Zum anderen führt auch die sogenannte Binnenwanderung, unter der man das Umziehen von Menschen innerhalb Deutschlands in Ballungsräume versteht, zu einer weiteren Belastung des bereits äußerst angespannten Wohnungsmarktes in München. Vor allem jüngere Menschen zieht es in die Groß- und Universitätsstädte, wohingegen sich 30- bis 50-Jährige vorzugsweise im umliegenden Landkreis niederlassen. Ganze 73 Prozent der Veränderungen am Wohnungsmarkt konnten im Jahr 2014 durch dieser Binnenwanderung erklärt werden, wohingegen 27 Prozent durch Zuwanderung aus dem Ausland verursacht wurden. Auch die steigende Zahl an Single-Haushalten erhöht zusätzlich den Druck auf den Markt.
Die Zahlen der Studien sind alarmierend: So sollen in München und Umland, wozu auch Dachau, Ebersberg, Erding, Freising, Fürstenfeldbruck, Landsberg am Lech und Starnberg gezählt wurde, bis zum Jahr 2030 bis zu 158 000 Wohnungen fehlen.

 

Klare Zahlen verdeutlichen die sich immer weiter zuspitzende Wohnungsnot. Pro Jahr stieg das Wohnungsangebot im Zeitraum von 2011 bis 2014 nur um 11 400 Wohnungen – um der gestiegenen Anfrage gerecht zu werden, hätten es allerdings 20 700 sein müssen.

 


Dr.

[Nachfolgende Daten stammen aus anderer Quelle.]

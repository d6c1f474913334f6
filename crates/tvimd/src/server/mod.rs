//! Unix socket server for the tvim daemon.
//!
//! The server:
//! - Listens on a Unix socket for client connections
//! - Spawns a ConnectionHandler for each client
//! - Supports graceful shutdown via CancellationToken
//!
//! Every connection is one client process to the broker. Its sessions and
//! registry callbacks live as long as the connection does.
//!
//! # Architecture
//!
//! ```text
//! ┌─────────────────┐
//! │   DaemonServer  │
//! │                 │
//! │  UnixListener   │
//! └───────┬─────────┘
//!         │ accept()
//!         ▼
//! ┌─────────────────┐  requests   ┌─────────────────┐
//! │ConnectionHandler│────────────▶│  BrokerHandle   │
//! │   (per client)  │◀────────────│                 │
//! └─────────────────┘  events     └─────────────────┘
//! ```
//!
//! # Panic-Free Guarantees
//!
//! - No `.unwrap()`, `.expect()`, `panic!()`, `unreachable!()`, `todo!()`
//! - Server errors are logged and allow continued operation

mod connection;

pub use connection::{ConnectionError, ConnectionHandler, MAX_MESSAGE_SIZE};

use std::path::{Path, PathBuf};
use std::sync::atomic::{AtomicU64, AtomicUsize, Ordering};
use std::sync::Arc;

use tokio::io::AsyncWriteExt;
use tokio::net::{UnixListener, UnixStream};
use tokio_util::sync::CancellationToken;
use tracing::{debug, error, info, warn};

use tvim_protocol::DaemonMessage;

use crate::broker::BrokerHandle;
pub use crate::config::DEFAULT_SOCKET_PATH;

/// Maximum number of concurrent socket clients.
pub const MAX_CLIENTS: usize = 64;

/// Unix socket server for the tvim daemon.
pub struct DaemonServer {
    /// Path to the Unix socket
    socket_path: PathBuf,

    broker: BrokerHandle,

    /// Cancellation token for graceful shutdown
    cancel_token: CancellationToken,

    /// Connection counter for generating client IDs
    connection_counter: AtomicU64,

    /// Connections currently being served
    active: Arc<AtomicUsize>,
}

impl DaemonServer {
    /// Creates a new daemon server.
    ///
    /// # Arguments
    ///
    /// * `socket_path` - Path where the Unix socket will be created
    /// * `broker` - Handle to the session broker
    /// * `cancel_token` - Token for graceful shutdown
    pub fn new(
        socket_path: impl Into<PathBuf>,
        broker: BrokerHandle,
        cancel_token: CancellationToken,
    ) -> Self {
        Self {
            socket_path: socket_path.into(),
            broker,
            cancel_token,
            connection_counter: AtomicU64::new(0),
            active: Arc::new(AtomicUsize::new(0)),
        }
    }

    /// Returns the socket path.
    pub fn socket_path(&self) -> &Path {
        &self.socket_path
    }

    /// Number of connections currently being served.
    pub fn active_connections(&self) -> usize {
        self.active.load(Ordering::Acquire)
    }

    /// Runs the server.
    ///
    /// Listens for connections until the cancellation token is triggered.
    pub async fn run(&self) -> Result<(), ServerError> {
        let listener = self.bind()?;

        info!(
            socket = %self.socket_path.display(),
            "Daemon server listening"
        );

        loop {
            tokio::select! {
                _ = self.cancel_token.cancelled() => {
                    info!("Server shutdown requested");
                    break;
                }

                result = listener.accept() => {
                    match result {
                        Ok((stream, _addr)) => {
                            let conn_num = self.connection_counter.fetch_add(1, Ordering::Relaxed);
                            self.handle_connection(stream, conn_num);
                        }
                        Err(e) => {
                            error!(error = %e, "Failed to accept connection");
                        }
                    }
                }
            }
        }

        self.cleanup();
        Ok(())
    }

    /// Removes a stale socket file and binds a fresh listener.
    fn bind(&self) -> Result<UnixListener, ServerError> {
        let setup_error = |e: std::io::Error| ServerError::SocketSetup {
            path: self.socket_path.clone(),
            error: e.to_string(),
        };

        if self.socket_path.exists() {
            std::fs::remove_file(&self.socket_path).map_err(setup_error)?;
        }

        if let Some(parent) = self.socket_path.parent() {
            if !parent.as_os_str().is_empty() && !parent.exists() {
                std::fs::create_dir_all(parent).map_err(setup_error)?;
            }
        }

        UnixListener::bind(&self.socket_path).map_err(setup_error)
    }

    /// Handles a new client connection by spawning a handler task.
    fn handle_connection(&self, stream: UnixStream, connection_number: u64) {
        if self.active.load(Ordering::Acquire) >= MAX_CLIENTS {
            let err = ServerError::TooManyClients { max: MAX_CLIENTS };
            warn!(connection = connection_number, error = %err, "Rejecting client");
            tokio::spawn(reject(stream, err.to_string()));
            return;
        }

        let broker = self.broker.clone();
        let active = Arc::clone(&self.active);
        active.fetch_add(1, Ordering::AcqRel);

        tokio::spawn(async move {
            match ConnectionHandler::new(stream, broker, connection_number) {
                Ok(handler) => {
                    let client_id = handler.run().await;
                    debug!(client_id = ?client_id, "Connection handler finished");
                }
                Err(e) => {
                    warn!(connection = connection_number, error = %e, "Dropping connection");
                }
            }
            active.fetch_sub(1, Ordering::AcqRel);
        });
    }

    /// Performs cleanup on shutdown.
    fn cleanup(&self) {
        if self.socket_path.exists() {
            if let Err(e) = std::fs::remove_file(&self.socket_path) {
                warn!(
                    socket = %self.socket_path.display(),
                    error = %e,
                    "Failed to remove socket file"
                );
            }
        }

        info!("Server cleanup complete");
    }
}

/// Tells an over-limit client why it is being dropped.
async fn reject(mut stream: UnixStream, reason: String) {
    let Ok(mut line) = serde_json::to_vec(&DaemonMessage::rejected(&reason)) else {
        return;
    };
    line.push(b'\n');
    let _ = stream.write_all(&line).await;
    let _ = stream.shutdown().await;
}

/// Errors that can occur in server operations.
#[derive(Debug, thiserror::Error)]
pub enum ServerError {
    #[error("Failed to setup socket at {path}: {error}")]
    SocketSetup { path: PathBuf, error: String },

    #[error("Too many clients (max: {max})")]
    TooManyClients { max: usize },

    #[error("Connection error: {0}")]
    Connection(#[from] ConnectionError),
}
//! Error types for provider calls and the dispatch queue.

use thiserror::Error;

/// Failure of a one-way call into a provider or session.
#[derive(Error, Debug, Clone, PartialEq, Eq)]
pub enum RemoteError {
    /// The remote process is gone.
    #[error("Remote peer is dead")]
    PeerDead,

    /// The remote side refused the call.
    #[error("Remote call rejected: {0}")]
    Rejected(String),
}

/// A session operation that breached a hard latency ceiling.
#[derive(Error, Debug, Clone, PartialEq, Eq)]
pub enum DispatchError {
    #[error("{op} took longer than {limit_ms}ms")]
    Stalled { op: &'static str, limit_ms: u64 },
}
//! tvim Daemon - TV input session broker
//!
//! Runs the session broker for every user profile and serves it on a
//! Unix socket.
//!
//! # Usage
//!
//! ```bash
//! # Start the daemon (foreground)
//! tvimd start
//!
//! # Start the daemon (background/daemonized)
//! tvimd start -d
//!
//! # Stop the daemon
//! tvimd stop
//!
//! # Check daemon status
//! tvimd status
//!
//! # Start with a custom socket path
//! TVIM_SOCKET=/run/tvim.sock tvimd start
//!
//! # Enable debug logging
//! RUST_LOG=tvimd=debug tvimd start
//! ```
//!
//! # Signal Handling
//!
//! - SIGTERM/SIGINT: Graceful shutdown
//! - SIGHUP: Rescan provider manifests and rebuild the input list

use std::fs::{self, File};
use std::io::{Read, Write};
use std::path::PathBuf;
use std::process;
use std::sync::Arc;

use anyhow::{bail, Context, Result};
use clap::{Parser, Subcommand};
use tokio_util::sync::CancellationToken;
use tracing::{error, info, warn};
use tracing_subscriber::EnvFilter;

use tvim_core::UserId;
use tvimd::broker::{spawn_broker, BrokerDeps, BrokerHandle};
use tvimd::config::Config;
use tvimd::directory::ManifestDirectory;
use tvimd::hardware::InMemoryHardwareManager;
use tvimd::loopback::LoopbackConnector;
use tvimd::server::DaemonServer;
use tvimd::settings::FileSettingsStore;
use tvimd::watch_log::{JsonlWatchLog, WatchLogHandle};

/// tvim daemon - TV input session broker
#[derive(Parser, Debug)]
#[command(name = "tvimd", version, about)]
struct Args {
    /// Config file (default: $XDG_CONFIG_HOME/tvim/tvimd.toml)
    #[arg(short, long, global = true)]
    config: Option<PathBuf>,

    #[command(subcommand)]
    command: Option<Command>,
}

#[derive(Subcommand, Debug)]
enum Command {
    /// Start the daemon
    Start {
        /// Run as a background daemon (fork to background)
        #[arg(short = 'd', long)]
        daemon: bool,
    },
    /// Stop the running daemon
    Stop,
    /// Show daemon status
    Status,
}

fn state_dir() -> PathBuf {
    dirs::state_dir()
        .unwrap_or_else(|| PathBuf::from("/tmp"))
        .join("tvim")
}

/// Returns the path to the PID file.
fn pid_file_path() -> PathBuf {
    state_dir().join("tvimd.pid")
}

/// Returns the path to the log file.
fn log_file_path() -> PathBuf {
    state_dir().join("tvimd.log")
}

/// Reads the PID from the PID file, if it exists.
fn read_pid() -> Option<u32> {
    let mut file = File::open(pid_file_path()).ok()?;
    let mut contents = String::new();
    file.read_to_string(&mut contents).ok()?;
    contents.trim().parse().ok()
}

/// Writes the current PID to the PID file.
fn write_pid() -> Result<()> {
    let path = pid_file_path();
    if let Some(parent) = path.parent() {
        fs::create_dir_all(parent).context("Failed to create state directory")?;
    }
    let mut file = File::create(&path).context("Failed to create PID file")?;
    write!(file, "{}", process::id()).context("Failed to write PID")?;
    Ok(())
}

fn remove_pid_file() {
    let _ = fs::remove_file(pid_file_path());
}

/// Checks if a process with the given PID is running.
fn is_process_running(pid: u32) -> bool {
    PathBuf::from(format!("/proc/{pid}")).exists()
}

/// Returns the PID of a running daemon, clearing a stale PID file.
fn is_daemon_running() -> Option<u32> {
    if let Some(pid) = read_pid() {
        if is_process_running(pid) {
            return Some(pid);
        }
        remove_pid_file();
    }
    None
}

/// Sends SIGTERM to the daemon process.
fn stop_daemon(pid: u32) -> Result<()> {
    let pid = i32::try_from(pid).context("PID out of range")?;
    // SAFETY: kill has no memory-safety preconditions
    let result = unsafe { libc::kill(pid, libc::SIGTERM) };
    if result != 0 {
        bail!("Failed to send SIGTERM to process {pid}");
    }
    Ok(())
}

fn main() -> Result<()> {
    let args = Args::parse();

    let config_path = args.config.or_else(Config::default_path);
    let config = Config::load(config_path.as_deref()).context("Failed to load configuration")?;

    match args.command.unwrap_or(Command::Start { daemon: false }) {
        Command::Start { daemon } => {
            if let Some(pid) = is_daemon_running() {
                eprintln!("Daemon is already running (PID {pid})");
                eprintln!("Use 'tvimd stop' to stop it first.");
                process::exit(1);
            }

            if daemon {
                // Must fork before the tokio runtime starts
                daemonize()?;
            }

            write_pid()?;
            let result = run_daemon(config);
            remove_pid_file();
            result
        }
        Command::Stop => {
            let Some(pid) = is_daemon_running() else {
                println!("Daemon is not running.");
                return Ok(());
            };
            println!("Stopping daemon (PID {pid})...");
            stop_daemon(pid)?;

            for _ in 0..50 {
                if !is_process_running(pid) {
                    println!("Daemon stopped.");
                    return Ok(());
                }
                std::thread::sleep(std::time::Duration::from_millis(100));
            }

            eprintln!("Daemon did not stop within 5 seconds.");
            process::exit(1);
        }
        Command::Status => {
            let Some(pid) = is_daemon_running() else {
                println!("Daemon is not running.");
                process::exit(1);
            };
            println!("Daemon is running (PID {pid})");
            if config.socket_path.exists() {
                println!("Socket: {}", config.socket_path.display());
            }
            println!("Providers: {}", config.providers_dir.display());
            println!("State: {}", config.state_dir.display());
            Ok(())
        }
    }
}

/// Daemonizes the current process.
fn daemonize() -> Result<()> {
    use daemonize::Daemonize;

    let log_path = log_file_path();
    if let Some(parent) = log_path.parent() {
        fs::create_dir_all(parent).context("Failed to create log directory")?;
    }

    let stdout = File::create(&log_path).context("Failed to create log file for stdout")?;
    let stderr = stdout
        .try_clone()
        .context("Failed to create log file for stderr")?;

    Daemonize::new()
        .working_directory("/")
        .stdout(stdout)
        .stderr(stderr)
        .start()
        .context("Failed to daemonize")?;

    Ok(())
}

/// Runs the daemon (async entry point).
#[tokio::main]
async fn run_daemon(config: Config) -> Result<()> {
    tracing_subscriber::fmt()
        .with_env_filter(
            EnvFilter::from_default_env()
                .add_directive("tvimd=info".parse()?)
                .add_directive("tvim_provider=info".parse()?)
                .add_directive("tvim_core=info".parse()?),
        )
        .init();

    info!(
        version = env!("CARGO_PKG_VERSION"),
        pid = process::id(),
        user = %config.current_user,
        "tvim daemon starting"
    );

    let cancel_token = CancellationToken::new();

    let shutdown_token = cancel_token.clone();
    tokio::spawn(async move {
        if let Err(e) = wait_for_shutdown_signal().await {
            error!(error = %e, "Error waiting for shutdown signal");
        }
        info!("Shutdown signal received");
        shutdown_token.cancel();
    });

    let directory = Arc::new(ManifestDirectory::new(&config.providers_dir));
    if let Err(e) = directory.rescan().await {
        warn!(error = %e, "Initial provider scan failed, starting with no providers");
    }

    let watch_log = WatchLogHandle::spawn(
        Arc::new(JsonlWatchLog::new(config.state_dir.join("watch"))),
        config.current_user,
    );

    let broker = spawn_broker(BrokerDeps {
        directory: directory.clone(),
        connector: Arc::new(LoopbackConnector::new(directory.clone())),
        hardware: Arc::new(InMemoryHardwareManager::new()),
        settings: Arc::new(FileSettingsStore::new(config.state_dir.join("settings"))),
        watch_log: watch_log.clone(),
        current_user: config.current_user,
    });
    info!("Session broker started");

    spawn_rescan_on_hangup(directory, broker.clone(), cancel_token.clone());

    let server = DaemonServer::new(&config.socket_path, broker, cancel_token);
    info!(socket = %config.socket_path.display(), "Starting server");

    let result = server.run().await;

    watch_log.flush().await;
    watch_log.close();

    if let Err(e) = result {
        error!(error = %e, "Server error");
        return Err(e.into());
    }

    info!("tvim daemon stopped");
    Ok(())
}

/// Rescans provider manifests on every SIGHUP.
fn spawn_rescan_on_hangup(
    directory: Arc<ManifestDirectory>,
    broker: BrokerHandle,
    cancel_token: CancellationToken,
) {
    use tokio::signal::unix::{signal, SignalKind};

    tokio::spawn(async move {
        let mut hangup = match signal(SignalKind::hangup()) {
            Ok(hangup) => hangup,
            Err(e) => {
                warn!(error = %e, "SIGHUP handler unavailable, rescans disabled");
                return;
            }
        };

        loop {
            tokio::select! {
                _ = cancel_token.cancelled() => break,
                received = hangup.recv() => {
                    if received.is_none() {
                        break;
                    }
                    info!("Received SIGHUP, rescanning providers");
                    match directory.rescan().await {
                        Ok(scan) => {
                            if let Err(e) = broker
                                .rebuild_inputs(UserId::CURRENT, scan.updated_packages)
                                .await
                            {
                                warn!(error = %e, "Input rebuild failed");
                            }
                        }
                        Err(e) => warn!(error = %e, "Provider rescan failed"),
                    }
                }
            }
        }
    });
}

/// Waits for a shutdown signal (SIGTERM or SIGINT).
async fn wait_for_shutdown_signal() -> Result<()> {
    use tokio::signal::unix::{signal, SignalKind};

    let mut sigterm = signal(SignalKind::terminate())?;
    let mut sigint = signal(SignalKind::interrupt())?;

    tokio::select! {
        _ = sigterm.recv() => {
            info!("Received SIGTERM");
        }
        _ = sigint.recv() => {
            info!("Received SIGINT");
        }
    }

    Ok(())
}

Peter Hauseisen, der Projektleiter der Allianz Baufinanzierung, legt in der Studie nahe, dass wirtschaftsstarke Gebiete wie München mit ihren benachbarten Regionen Lösungen für den Wohnungsmarkt finden müssen. „Dafür müssen sich alle Verantwortlichen aus Politik und Wirtschaft an einen Tisch setzen“, rät Hauseisen.

 

Falls die Bautätigkeit nicht nachlässt, prognostiziert die Studie trotz der vielen fehlenden Wohnungen eine Entspannung der Situation bis zum Jahr 2045.